The smaller, rounder sour cherries are usually destined for pies, canned or frozen. Fortunately, nine states help satisfy this nation’s cherry obsession with Michigan having the honor of being the largest producer of sour cherries and not surprisingly, California is the number one producer of sweet cherries. Store the cherries in the refrigerator in a bowl lined with a clean piece of paper toweling for up to a week.

Whole Black Sea Bass with Cherries – yields 6 servings

2 three-pound whole black sea bass – scales removed
1-teaspoon coarse salt (such as kosher or sea)
1/2-teaspoon freshly ground black pepper
5 scallions – green tops only; cut 1/12 inch pieces
2-tablespoons tarragon leaves – roughly chopped
1/2-pound cherries - pitted

Pre heat the oven to 475 degrees.

Wash the sea bass quickly under very cold water, and pat dry. Make three cuts, on the diagonal, through the flesh of the fish on each side. Sprinkle the fish with the salt and pepper. Place the fish on a parchment lined baking tray, and fill the cavity of the fish with the scallions, tarragon and cherries having the filling spill out of the fish. Cook in the oven for 20 to 25 minutes. Serve immediately.

Tuesday, May 29, 2007

A pig's tale

It was a glorious weekend flooded with warm rays, the contagious squeals of delighted children and early morning stroll through the farmer’s market. Yes, summer has arrived for most of us, and the garden’s cup is starting to run over.

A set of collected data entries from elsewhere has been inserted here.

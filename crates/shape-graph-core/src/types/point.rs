//! Point and PointSet value types.
//!
//! A [`PointSet`] is the only thing the KNN builder sees of a dataset sample:
//! an ordered, non-empty, immutable sequence of finite 3D points. Point
//! identity is the 0-based position in that sequence.

use serde::{Deserialize, Serialize};

use crate::error::{CoreError, CoreResult};

/// A point in 3D space.
#[derive(Debug, Clone, Copy, PartialEq, Default, Serialize, Deserialize)]
pub struct Point {
    pub x: f32,
    pub y: f32,
    pub z: f32,
}

impl Point {
    /// Create a new point.
    #[inline]
    pub const fn new(x: f32, y: f32, z: f32) -> Self {
        Self { x, y, z }
    }

    /// Coordinate along `axis` (0 = x, 1 = y, 2 = z).
    ///
    /// # Panics
    ///
    /// Panics if `axis > 2`.
    #[inline]
    pub fn coord(&self, axis: usize) -> f32 {
        match axis {
            0 => self.x,
            1 => self.y,
            2 => self.z,
            _ => panic!("axis out of range: {axis}"),
        }
    }

    /// Squared Euclidean distance to `other`, computed in `f64`.
    ///
    /// This is the ordering key of the neighbor search. Coordinates are
    /// widened before subtracting, so any two finite points have a finite
    /// key and tiny separations do not collapse to zero. It is exactly
    /// symmetric: `a.distance_squared(&b) == b.distance_squared(&a)`.
    #[inline]
    pub fn distance_squared(&self, other: &Point) -> f64 {
        let dx = f64::from(self.x) - f64::from(other.x);
        let dy = f64::from(self.y) - f64::from(other.y);
        let dz = f64::from(self.z) - f64::from(other.z);
        dx * dx + dy * dy + dz * dz
    }

    /// Euclidean distance to `other`.
    #[inline]
    pub fn distance(&self, other: &Point) -> f64 {
        self.distance_squared(other).sqrt()
    }

    fn first_non_finite(&self) -> Option<(char, f32)> {
        [('x', self.x), ('y', self.y), ('z', self.z)]
            .into_iter()
            .find(|(_, v)| !v.is_finite())
    }
}

impl From<[f32; 3]> for Point {
    fn from([x, y, z]: [f32; 3]) -> Self {
        Self::new(x, y, z)
    }
}

impl From<(f32, f32, f32)> for Point {
    fn from((x, y, z): (f32, f32, f32)) -> Self {
        Self::new(x, y, z)
    }
}

/// Axis-aligned bounding box of a point set.
#[derive(Debug, Clone, Copy, PartialEq, Serialize, Deserialize)]
pub struct BoundingBox {
    pub min: Point,
    pub max: Point,
}

/// An ordered, non-empty, immutable sequence of finite points.
///
/// # Examples
///
/// ```
/// use shape_graph_core::types::{Point, PointSet};
///
/// let set = PointSet::new(vec![Point::new(0.0, 0.0, 0.0), Point::new(1.0, 0.0, 0.0)]).unwrap();
/// assert_eq!(set.len(), 2);
/// assert!(PointSet::new(vec![]).is_err());
/// ```
#[derive(Debug, Clone, PartialEq, Serialize, Deserialize)]
#[serde(try_from = "Vec<Point>", into = "Vec<Point>")]
pub struct PointSet {
    points: Vec<Point>,
}

impl PointSet {
    /// Build a point set, rejecting empty input and non-finite coordinates.
    ///
    /// # Errors
    ///
    /// - `EmptyPointSet` if `points` is empty
    /// - `InvalidCoordinate` for the first NaN or infinite coordinate
    pub fn new(points: Vec<Point>) -> CoreResult<Self> {
        if points.is_empty() {
            return Err(CoreError::EmptyPointSet);
        }

        for (index, point) in points.iter().enumerate() {
            if let Some((axis, value)) = point.first_non_finite() {
                return Err(CoreError::InvalidCoordinate { index, axis, value });
            }
        }

        Ok(Self { points })
    }

    /// Build a point set from `[x, y, z]` triples.
    pub fn from_coords<I>(coords: I) -> CoreResult<Self>
    where
        I: IntoIterator<Item = [f32; 3]>,
    {
        Self::new(coords.into_iter().map(Point::from).collect())
    }

    /// Number of points (always >= 1).
    #[inline]
    pub fn len(&self) -> usize {
        self.points.len()
    }

    /// Always false; kept for API symmetry with slices.
    #[inline]
    pub fn is_empty(&self) -> bool {
        self.points.is_empty()
    }

    /// Point at `index`, if in range.
    #[inline]
    pub fn get(&self, index: usize) -> Option<&Point> {
        self.points.get(index)
    }

    /// All points in order.
    #[inline]
    pub fn points(&self) -> &[Point] {
        &self.points
    }

    /// Iterate over points in order.
    pub fn iter(&self) -> std::slice::Iter<'_, Point> {
        self.points.iter()
    }

    /// Coordinate columns `[xs, ys, zs]`.
    pub fn columns(&self) -> [Vec<f32>; 3] {
        let mut xs = Vec::with_capacity(self.len());
        let mut ys = Vec::with_capacity(self.len());
        let mut zs = Vec::with_capacity(self.len());
        for p in &self.points {
            xs.push(p.x);
            ys.push(p.y);
            zs.push(p.z);
        }
        [xs, ys, zs]
    }

    /// Axis-aligned bounding box.
    pub fn bounding_box(&self) -> BoundingBox {
        let first = self.points[0];
        self.points[1..].iter().fold(
            BoundingBox {
                min: first,
                max: first,
            },
            |bb, p| BoundingBox {
                min: Point::new(bb.min.x.min(p.x), bb.min.y.min(p.y), bb.min.z.min(p.z)),
                max: Point::new(bb.max.x.max(p.x), bb.max.y.max(p.y), bb.max.z.max(p.z)),
            },
        )
    }

    /// Arithmetic mean of all points.
    pub fn centroid(&self) -> Point {
        let n = self.len() as f64;
        let (sx, sy, sz) = self.points.iter().fold((0.0f64, 0.0f64, 0.0f64), |acc, p| {
            (acc.0 + p.x as f64, acc.1 + p.y as f64, acc.2 + p.z as f64)
        });
        Point::new((sx / n) as f32, (sy / n) as f32, (sz / n) as f32)
    }
}

impl TryFrom<Vec<Point>> for PointSet {
    type Error = CoreError;

    fn try_from(points: Vec<Point>) -> CoreResult<Self> {
        Self::new(points)
    }
}

impl From<PointSet> for Vec<Point> {
    fn from(set: PointSet) -> Self {
        set.points
    }
}

impl<'a> IntoIterator for &'a PointSet {
    type Item = &'a Point;
    type IntoIter = std::slice::Iter<'a, Point>;

    fn into_iter(self) -> Self::IntoIter {
        self.points.iter()
    }
}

Though this particular weekend I tackled a long desired adventure – I did a pulled pork.

Fortunately, I rise like a farmer with the first piercing light of the day, which definitely helped get this pig to the table for a late afternoon feast. For 10 hours a pork shoulder, bone-in, sat dutifully over in-direct heat bathed in fumes from burning herbs stems. As our pool party bar-b-que splashed away the air was redolent with a daylong cooking process overtaking the flower plot in full bloom. Everyone was warned to measure their snacking for the pig was coming – even the kids took heed. Ahh, the power of an olfactory assault…

After hours of waiting and wanting the shoulder fell apart on command with crisp shards of the skin strewn throughout the mix of meat. It was a picking worthy of the wait.

Pulled Pork – yields 8 to 10 servings
9-pound pork shoulder – bone-in
1-tablespoon ground cumin
1-tablespoon celery seed
1-tablespoon paprika
2-teaspoons ground black pepper
1-tablespoon salt
1 cup cider vinegar

Mix together the cumin, celery seed, paprika, pepper to together. Rub the spice mixture into the pork shoulder, and then wrap it tightly in plastic wrap, and refrigerate for 24 hours. Remove the pork from the refrigerator 1 hour prior to placing on the bar-b-que. Season with the salt.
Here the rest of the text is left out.